In [1]:
# Importing the necessary libraries
import numpy as np
import pandas as pd

# Generating the datasets again using the provided code block

# Define the range of data and other parameters
num_additional_rows = 50
reporting_dates = ["Jan 1st", "April 1st", "July 1st", "Oct 1st"]
quarters = [1, 2, 3, 4]
clinic_names = [
    "Downtown Clinic", 
    "Uptown Clinic", 
    "Suburban Clinic", 
    "Riverside Clinic", 
    "Central Medical Center", 
    "Eastside Health Hub", 
    "West End Wellness Center", 
    "North Point Clinic", 
    "South Shore Medical"
]

# Generate additional data for "Patient Metrics"
np.random.seed(0)  # For reproducibility
additional_patient_data = {
    "Clinic Name": np.random.choice(clinic_names, num_additional_rows),
    "Reporting Date": np.random.choice(reporting_dates, num_additional_rows),
    "Quarter": np.random.choice(quarters, num_additional_rows),
    "Latest Report": np.random.choice([True, False], num_additional_rows),
    "Total Patients": np.random.randint(30, 150, num_additional_rows),
    "Successful Surgeries": np.random.randint(20, 120, num_additional_rows),
    "Medical Consultations": np.random.randint(20, 140, num_additional_rows),
    "Emergency Visits": np.random.randint(5, 100, num_additional_rows),
    "Patient Satisfaction Score (out of 100)": np.random.randint(60, 100, num_additional_rows)
}
additional_patient_df = pd.DataFrame(additional_patient_data)
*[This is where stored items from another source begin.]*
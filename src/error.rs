//! Centralized error types for the game.
//!
//! Resource failures (missing images, fonts, sounds) are recovered locally by
//! falling back to procedural defaults; the types here cover the paths where a
//! failure still needs to travel, such as SDL drawing and texture creation.

/// Main error type for the game.
///
/// This is the primary error type that should be used in public APIs.
#[derive(thiserror::Error, Debug)]
pub enum GameError {
    #[error("Texture error: {0}")]
    Texture(#[from] TextureError),

    #[error("SDL error: {0}")]
    Sdl(String),
}

/// Errors related to texture operations.
#[derive(thiserror::Error, Debug)]
pub enum TextureError {
    #[error("Rendering failed: {0}")]
    RenderFailed(String),
}

/// Result type for game operations.
pub type GameResult<T> = Result<T, GameError>;
#![allow(dead_code)]

use bevy_ecs::entity::Entity;
use bevy_ecs::event::{EventRegistry, Events};
use bevy_ecs::world::World;

use mole_attack::board::{compute_layout, BoardLayout};
use mole_attack::config::SessionConfig;
use mole_attack::constants::ui::EXIT_FALLBACK_LABEL_SIZE;
use mole_attack::constants::{GRID_COLS, GRID_ROWS, WINDOW_SIZE};
use mole_attack::events::{GameEvent, SessionSignal};
use mole_attack::systems::audio::AudioEvent;
use mole_attack::systems::hud::{exit_button_rect, ExitControl};
use mole_attack::systems::menu::MenuState;
use mole_attack::systems::state::{
    FrameClock, GameStage, GlobalState, PlayerLives, ScoreResource, SessionRng, SessionTiming,
};
use mole_attack::target::{ActiveTarget, Target, TargetSlots};

/// A headless world with every resource the logic systems touch. The clock
/// is pinned at `now_ms`; tests advance it with [`set_clock`].
pub fn create_test_world(now_ms: u64) -> World {
    let mut world = World::new();

    EventRegistry::register_event::<GameEvent>(&mut world);
    EventRegistry::register_event::<SessionSignal>(&mut world);
    EventRegistry::register_event::<AudioEvent>(&mut world);

    world.insert_resource(GameStage::default());
    world.insert_resource(GlobalState::default());
    world.insert_resource(FrameClock::at(now_ms));
    world.insert_resource(ScoreResource::default());
    world.insert_resource(PlayerLives::default());
    world.insert_resource(SessionTiming::default());
    world.insert_resource(SessionRng::seeded(42));
    world.insert_resource(SessionConfig::default());
    world.insert_resource(MenuState::default());
    world.insert_resource(TargetSlots::default());
    world.insert_resource(ActiveTarget::default());
    world.insert_resource(compute_layout(WINDOW_SIZE.x, WINDOW_SIZE.y, GRID_ROWS, GRID_COLS));
    world.insert_resource(ExitControl {
        rect: exit_button_rect(EXIT_FALLBACK_LABEL_SIZE),
    });

    world
}

/// Puts the world straight into the playing state with a full board of
/// targets, bypassing the menu and countdown.
pub fn start_playing(world: &mut World, now_ms: u64) -> Vec<Entity> {
    let layout = world.resource::<BoardLayout>().clone();
    let preset = world.resource::<SessionConfig>().difficulty.preset();

    let entities: Vec<Entity> = layout
        .positions
        .iter()
        .map(|position| {
            world
                .spawn(Target::new(*position, layout.radius, preset.target_visible_ms))
                .id()
        })
        .collect();

    world.resource_mut::<TargetSlots>().0 = entities.clone();
    *world.resource_mut::<GameStage>() = GameStage::Playing;

    let mut timing = world.resource_mut::<SessionTiming>();
    timing.started_at = now_ms;
    timing.last_spawn = 0;

    set_clock(world, now_ms);
    entities
}

pub fn set_clock(world: &mut World, now_ms: u64) {
    world.resource_mut::<FrameClock>().now_ms = now_ms;
}

pub fn send_game_event(world: &mut World, event: GameEvent) {
    world.resource_mut::<Events<GameEvent>>().send(event);
}

pub fn send_signal(world: &mut World, signal: SessionSignal) {
    world.resource_mut::<Events<SessionSignal>>().send(signal);
}

pub fn drain_signals(world: &mut World) -> Vec<SessionSignal> {
    world.resource_mut::<Events<SessionSignal>>().drain().collect()
}

pub fn drain_audio(world: &mut World) -> Vec<AudioEvent> {
    world.resource_mut::<Events<AudioEvent>>().drain().collect()
}

/// Clears all pending events. `run_system_once` builds a fresh reader each
/// call, so stale events would otherwise be re-read by the next run.
pub fn clear_events(world: &mut World) {
    world.resource_mut::<Events<GameEvent>>().clear();
    world.resource_mut::<Events<SessionSignal>>().clear();
    world.resource_mut::<Events<AudioEvent>>().clear();
}

/// Number of currently active targets on the board.
pub fn active_count(world: &mut World) -> usize {
    world
        .query::<&Target>()
        .iter(world)
        .filter(|target| target.active)
        .count()
}
//! Session state machine and shared bookkeeping resources.
//!
//! The stage resource tracks the menu → countdown → playing → game-over
//! lifecycle. Terminal detection runs in its own system so it is evaluated
//! before any input for the frame, per the session rules.

use std::time::Instant;

use bevy_ecs::event::{EventReader, EventWriter};
use bevy_ecs::resource::Resource;
use bevy_ecs::system::{Commands, Res, ResMut};
use rand::rngs::SmallRng;
use rand::SeedableRng;
use tracing::{debug, info};

use crate::audio::{MusicTrack, Sound};
use crate::board::BoardLayout;
use crate::config::SessionConfig;
use crate::constants::{COUNTDOWN_START, COUNTDOWN_STEP_MS, STARTING_LIVES};
use crate::events::{GameCommand, GameEvent, SessionSignal};
use crate::systems::audio::AudioEvent;
use crate::target::{ActiveTarget, Target, TargetSlots};

/// A resource to track the overall stage of the game from a high-level
/// perspective.
#[derive(Resource, Debug, Clone, Copy, PartialEq, Eq)]
pub enum GameStage {
    /// The menu layer is collecting name/difficulty/theme.
    Menu,
    /// The 3-2-1 gate before a session; each numeral is held for a fixed
    /// wall-clock interval.
    Countdown { value: u8, started_at: u64 },
    /// The main gameplay loop is active.
    Playing,
    /// A terminal condition was reached; waiting for return-to-menu.
    GameOver,
}

impl Default for GameStage {
    fn default() -> Self {
        Self::Menu
    }
}

/// Process-level flags read by the outer loop.
#[derive(Resource, Debug, Default)]
pub struct GlobalState {
    pub exit: bool,
}

#[derive(Resource, Debug, Default, Clone, Copy, PartialEq, Eq)]
pub struct ScoreResource(pub u32);

/// A resource to store the number of player lives.
#[derive(Resource, Debug, Clone, Copy, PartialEq, Eq)]
pub struct PlayerLives(pub u8);

impl Default for PlayerLives {
    fn default() -> Self {
        Self(STARTING_LIVES)
    }
}

/// Millisecond timestamps anchoring the current session.
///
/// `last_spawn` starts at zero so the first spawn condition holds on the
/// first frame of play.
#[derive(Resource, Debug, Default, Clone, Copy, PartialEq, Eq)]
pub struct SessionTiming {
    pub started_at: u64,
    pub last_spawn: u64,
}

impl SessionTiming {
    /// Whole seconds left in the session, floored at zero.
    pub fn remaining_s(&self, now_ms: u64, session_length_s: u64) -> u64 {
        let elapsed_s = now_ms.saturating_sub(self.started_at) / 1000;
        session_length_s.saturating_sub(elapsed_s)
    }
}

/// The monotonic millisecond clock, sampled once per frame so every
/// comparison within a frame sees the same timestamp.
#[derive(Resource, Debug)]
pub struct FrameClock {
    origin: Instant,
    pub now_ms: u64,
}

impl Default for FrameClock {
    fn default() -> Self {
        Self {
            origin: Instant::now(),
            now_ms: 0,
        }
    }
}

impl FrameClock {
    pub fn sample(&mut self) {
        self.now_ms = self.origin.elapsed().as_millis() as u64;
    }

    /// A clock pinned at the given timestamp; advance it by writing `now_ms`.
    /// Used by tests to drive systems deterministically.
    pub fn at(now_ms: u64) -> Self {
        Self {
            origin: Instant::now(),
            now_ms,
        }
    }
}

/// Runs first in the schedule: samples the clock for this frame.
pub fn clock_system(mut clock: ResMut<FrameClock>) {
    clock.sample();
}

/// RNG for target selection.
#[derive(Resource)]
pub struct SessionRng(pub SmallRng);

impl Default for SessionRng {
    fn default() -> Self {
        Self(SmallRng::from_rng(&mut rand::rng()))
    }
}

impl SessionRng {
    pub fn seeded(seed: u64) -> Self {
        Self(SmallRng::seed_from_u64(seed))
    }
}

/// Detects the terminal condition. Runs before input handling so the check
/// uses the state as of the start of the frame. The transition fires exactly
/// once: afterwards the stage is no longer `Playing`.
pub fn terminal_system(
    clock: Res<FrameClock>,
    config: Res<SessionConfig>,
    mut stage: ResMut<GameStage>,
    score: Res<ScoreResource>,
    lives: Res<PlayerLives>,
    timing: Res<SessionTiming>,
    mut audio: EventWriter<AudioEvent>,
) {
    if *stage != GameStage::Playing {
        return;
    }

    let remaining = timing.remaining_s(clock.now_ms, config.difficulty.preset().session_length_s);
    if remaining == 0 || lives.0 == 0 {
        *stage = GameStage::GameOver;
        audio.write(AudioEvent::StopMusic);
        audio.write(AudioEvent::PlaySound(Sound::GameOver));
        info!(score = score.0, lives = lives.0, "Session over");
    }
}

/// Drives the stage transitions: session start and teardown, countdown
/// progression, and process exit.
#[allow(clippy::too_many_arguments)]
pub fn stage_system(
    clock: Res<FrameClock>,
    config: Res<SessionConfig>,
    board: Res<BoardLayout>,
    mut stage: ResMut<GameStage>,
    mut score: ResMut<ScoreResource>,
    mut lives: ResMut<PlayerLives>,
    mut timing: ResMut<SessionTiming>,
    mut active: ResMut<ActiveTarget>,
    mut slots: ResMut<TargetSlots>,
    mut global: ResMut<GlobalState>,
    mut events: EventReader<GameEvent>,
    mut signals: EventReader<SessionSignal>,
    mut audio: EventWriter<AudioEvent>,
    mut commands: Commands,
) {
    for event in events.read() {
        match event {
            GameEvent::Command(GameCommand::QuitApp) => {
                info!("Exit requested. Exiting...");
                global.exit = true;
            }
            // Escape abandons the session, from play or the game-over screen.
            GameEvent::Command(GameCommand::ReturnToMenu)
                if matches!(*stage, GameStage::Playing | GameStage::GameOver) =>
            {
                end_session(&mut stage, &mut active, &mut slots, &mut audio, &mut commands);
            }
            _ => {}
        }
    }

    for signal in signals.read() {
        match signal {
            SessionSignal::Start if *stage == GameStage::Menu => {
                let preset = config.difficulty.preset();
                for position in &board.positions {
                    let entity = commands.spawn(Target::new(*position, board.radius, preset.target_visible_ms)).id();
                    slots.0.push(entity);
                }
                *stage = GameStage::Countdown {
                    value: COUNTDOWN_START,
                    started_at: clock.now_ms,
                };
                debug!(theme = %config.theme, "Countdown started");
            }
            SessionSignal::End if matches!(*stage, GameStage::Playing | GameStage::GameOver) => {
                end_session(&mut stage, &mut active, &mut slots, &mut audio, &mut commands);
            }
            _ => {}
        }
    }

    if let GameStage::Countdown { value, started_at } = *stage {
        if clock.now_ms.saturating_sub(started_at) >= COUNTDOWN_STEP_MS {
            if value > 1 {
                *stage = GameStage::Countdown {
                    value: value - 1,
                    started_at: started_at + COUNTDOWN_STEP_MS,
                };
            } else {
                score.0 = 0;
                lives.0 = STARTING_LIVES;
                timing.started_at = clock.now_ms;
                timing.last_spawn = 0;
                active.0 = None;
                *stage = GameStage::Playing;
                // The menu track carries through the countdown; the theme's
                // own music starts with play.
                audio.write(AudioEvent::PlayMusic(config.theme.spec().music));
                info!(
                    player = %config.player_name,
                    difficulty = %config.difficulty,
                    theme = %config.theme,
                    "Session started"
                );
            }
        }
    }
}

fn end_session(
    stage: &mut GameStage,
    active: &mut ActiveTarget,
    slots: &mut TargetSlots,
    audio: &mut EventWriter<AudioEvent>,
    commands: &mut Commands,
) {
    for entity in slots.0.drain(..) {
        commands.entity(entity).despawn();
    }
    active.0 = None;
    *stage = GameStage::Menu;
    // The menu layer resumes its own ambient presentation.
    audio.write(AudioEvent::PlayMusic(MusicTrack::Default));
    info!("Returned to menu");
}
//! Embedded asset lookup.
//!
//! Assets are embedded from the `assets/` directory at compile time. Every
//! asset is optional: a theme whose images or music are absent falls back to
//! procedural rendering (gradient background, circle visuals) and silence, so
//! lookups surface as `Option` rather than errors.

use std::borrow::Cow;

use rust_embed::RustEmbed;

#[derive(RustEmbed)]
#[folder = "assets/"]
struct Assets;

#[derive(Debug, Clone, Copy, PartialEq, Eq, Hash)]
pub enum Asset {
    Font,
    MenuBackground,
    ClickSound,
    SplatSound,
    GameOverSound,
    DefaultMusic,
    JungleMusic,
    BeachMusic,
    DesertMusic,
    JungleBackground,
    JungleMole,
    JungleHole,
    BeachBackground,
    BeachMole,
    BeachHole,
    DesertBackground,
    DesertMole,
    DesertHole,
}

impl Asset {
    pub fn path(self) -> &'static str {
        match self {
            Asset::Font => "fonts/hud.ttf",
            Asset::MenuBackground => "images/menu_bg.png",
            Asset::ClickSound => "sounds/click.ogg",
            Asset::SplatSound => "sounds/splat.ogg",
            Asset::GameOverSound => "sounds/game_over.ogg",
            Asset::DefaultMusic => "sounds/bg_music.ogg",
            Asset::JungleMusic => "sounds/jungle_bg.ogg",
            Asset::BeachMusic => "sounds/beach_bg.ogg",
            Asset::DesertMusic => "sounds/desert_bg.ogg",
            Asset::JungleBackground => "images/jungle_bg.png",
            Asset::JungleMole => "images/jungle_mole.png",
            Asset::JungleHole => "images/jungle_hole.png",
            Asset::BeachBackground => "images/beach_bg.png",
            Asset::BeachMole => "images/beach_mole.png",
            Asset::BeachHole => "images/beach_hole.png",
            Asset::DesertBackground => "images/desert_bg.png",
            Asset::DesertMole => "images/desert_mole.png",
            Asset::DesertHole => "images/desert_hole.png",
        }
    }

    /// Returns the embedded bytes for this asset, or `None` if the file was
    /// not present at compile time.
    pub fn try_get_bytes(self) -> Option<Cow<'static, [u8]>> {
        Assets::get(self.path()).map(|file| file.data)
    }
}
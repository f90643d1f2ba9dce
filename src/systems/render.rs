//! Background and board rendering.
//!
//! The render systems are read-only over game state: they draw the current
//! frame and never mutate score, lives, timing, or the stage. Theme images
//! are optional; a missing background falls back to a vertical gradient and
//! missing sprites to flat circles.

use bevy_ecs::system::{NonSend, NonSendMut, Query, Res};
use sdl2::gfx::primitives::DrawRenderer;
use sdl2::image::LoadTexture;
use sdl2::pixels::Color;
use sdl2::rect::Rect;
use sdl2::render::{Canvas, Texture, TextureCreator};
use sdl2::video::{Window, WindowContext};
use tracing::{debug, warn};

use crate::asset::Asset;
use crate::config::{SessionConfig, Theme};
use crate::constants::ui::{HOLE_COLOR, HOLE_RING, MOLE_COLOR};
use crate::constants::WINDOW_SIZE;
use crate::systems::state::GameStage;
use crate::target::{Target, TargetSlots};

/// Textures for the currently loaded theme. Entries are `None` when the
/// theme ships no image or loading failed; rendering then falls back to
/// procedural drawing.
#[derive(Default)]
pub struct ThemeTextures {
    pub theme: Option<Theme>,
    pub background: Option<Texture>,
    pub target: Option<Texture>,
    pub hideout: Option<Texture>,
}

/// The menu's background image, if one is embedded.
#[derive(Default)]
pub struct MenuTextures {
    pub background: Option<Texture>,
}

pub fn load_texture(texture_creator: &TextureCreator<WindowContext>, asset: Asset) -> Option<Texture> {
    let data = asset.try_get_bytes()?;
    match texture_creator.load_texture_bytes(&data) {
        Ok(texture) => Some(texture),
        Err(e) => {
            warn!(path = asset.path(), "Failed to load texture: {}", e);
            None
        }
    }
}

/// Loads the selected theme's textures when a session leaves the menu with a
/// different theme than last time.
pub fn theme_load_system(
    mut textures: NonSendMut<ThemeTextures>,
    texture_creator: NonSend<&'static TextureCreator<WindowContext>>,
    stage: Res<GameStage>,
    config: Res<SessionConfig>,
) {
    if *stage == GameStage::Menu || textures.theme == Some(config.theme) {
        return;
    }

    for old in [
        textures.background.take(),
        textures.target.take(),
        textures.hideout.take(),
    ]
    .into_iter()
    .flatten()
    {
        // unsafe_textures: textures are not dropped automatically.
        unsafe { old.destroy() };
    }

    let spec = config.theme.spec();
    textures.background = spec.background.and_then(|asset| load_texture(&texture_creator, asset));
    textures.target = spec.target_sprite.and_then(|asset| load_texture(&texture_creator, asset));
    textures.hideout = spec.hideout_sprite.and_then(|asset| load_texture(&texture_creator, asset));
    textures.theme = Some(config.theme);
    debug!(theme = %config.theme, "Theme textures loaded");
}

/// Paints each scanline with a color interpolated between top and bottom.
pub fn draw_vertical_gradient(canvas: &mut Canvas<Window>, top: Color, bottom: Color) -> Result<(), String> {
    let height = WINDOW_SIZE.y as i32;
    let width = WINDOW_SIZE.x as i32;
    for y in 0..height {
        let t = y as f32 / (height - 1) as f32;
        let lerp = |a: u8, b: u8| (a as f32 + (b as f32 - a as f32) * t) as u8;
        canvas.set_draw_color(Color::RGB(lerp(top.r, bottom.r), lerp(top.g, bottom.g), lerp(top.b, bottom.b)));
        canvas.draw_line((0, y), (width - 1, y))?;
    }
    Ok(())
}

/// Draws the background and, during play, the hideouts and any visible
/// target.
pub fn render_system(
    mut canvas: NonSendMut<&'static mut Canvas<Window>>,
    theme_textures: NonSend<ThemeTextures>,
    menu_textures: NonSend<MenuTextures>,
    stage: Res<GameStage>,
    config: Res<SessionConfig>,
    slots: Res<TargetSlots>,
    targets: Query<&Target>,
) {
    let result = match *stage {
        GameStage::Menu => draw_background(&mut canvas, menu_textures.background.as_ref(), Theme::Default),
        GameStage::Countdown { .. } => draw_background(&mut canvas, theme_textures.background.as_ref(), config.theme),
        GameStage::Playing | GameStage::GameOver => {
            draw_background(&mut canvas, theme_textures.background.as_ref(), config.theme).and_then(|_| {
                draw_board(&mut canvas, &theme_textures, &slots, &targets)
            })
        }
    };

    if let Err(e) = result {
        warn!("Rendering failed: {}", e);
    }
}

fn draw_background(canvas: &mut Canvas<Window>, background: Option<&Texture>, theme: Theme) -> Result<(), String> {
    match background {
        Some(texture) => canvas.copy(texture, None, None),
        None => {
            let (top, bottom) = theme.spec().gradient;
            draw_vertical_gradient(canvas, top, bottom)
        }
    }
}

fn draw_board(
    canvas: &mut Canvas<Window>,
    textures: &ThemeTextures,
    slots: &TargetSlots,
    targets: &Query<&Target>,
) -> Result<(), String> {
    for &entity in slots.0.iter() {
        let Ok(target) = targets.get(entity) else {
            continue;
        };

        let (x, y) = (target.position.x, target.position.y);
        let hole_radius = target.radius + HOLE_RING;
        match &textures.hideout {
            Some(texture) => {
                let side = (2.0 * hole_radius) as u32;
                canvas.copy(texture, None, Some(centered_rect(x, y, side)))?;
            }
            None => canvas.filled_circle(x as i16, y as i16, hole_radius as i16, HOLE_COLOR)?,
        }

        if target.active {
            match &textures.target {
                Some(texture) => {
                    let side = (2.0 * target.radius) as u32;
                    canvas.copy(texture, None, Some(centered_rect(x, y, side)))?;
                }
                None => canvas.filled_circle(x as i16, y as i16, target.radius as i16, MOLE_COLOR)?,
            }
        }
    }
    Ok(())
}

fn centered_rect(x: f32, y: f32, side: u32) -> Rect {
    Rect::new(x as i32 - side as i32 / 2, y as i32 - side as i32 / 2, side, side)
}

/// Flips the back buffer. Runs last in the frame.
pub fn present_system(mut canvas: NonSendMut<&'static mut Canvas<Window>>) {
    canvas.present();
}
# Generate additional data for "Operational Metrics"
choices = ["Yes", "No", "Maybe"]
efficiency_levels = ["High", "Moderate", "Low"]
additional_operational_data = {
    "Clinic Name": np.random.choice(clinic_names, num_additional_rows),
    "Reporting Date": np.random.choice(reporting_dates, num_additional_rows),
    "Quarter": np.random.choice(quarters, num_additional_rows),
    "Latest Report": np.random.choice([True, False], num_additional_rows),
    "Equipment Maintenance": np.random.choice(choices, num_additional_rows),
    "Medication Stock Available": np.random.choice(choices, num_additional_rows),
    "Cleanliness Standards Met": np.random.choice(choices, num_additional_rows),
    "Sufficient Staffing": np.random.choice(choices, num_additional_rows),
    "Patient Feedback Collected": np.random.choice(choices, num_additional_rows),
    "Operational Efficiency Level": np.random.choice(efficiency_levels, num_additional_rows)
}
additional_operational_df = pd.DataFrame(additional_operational_data)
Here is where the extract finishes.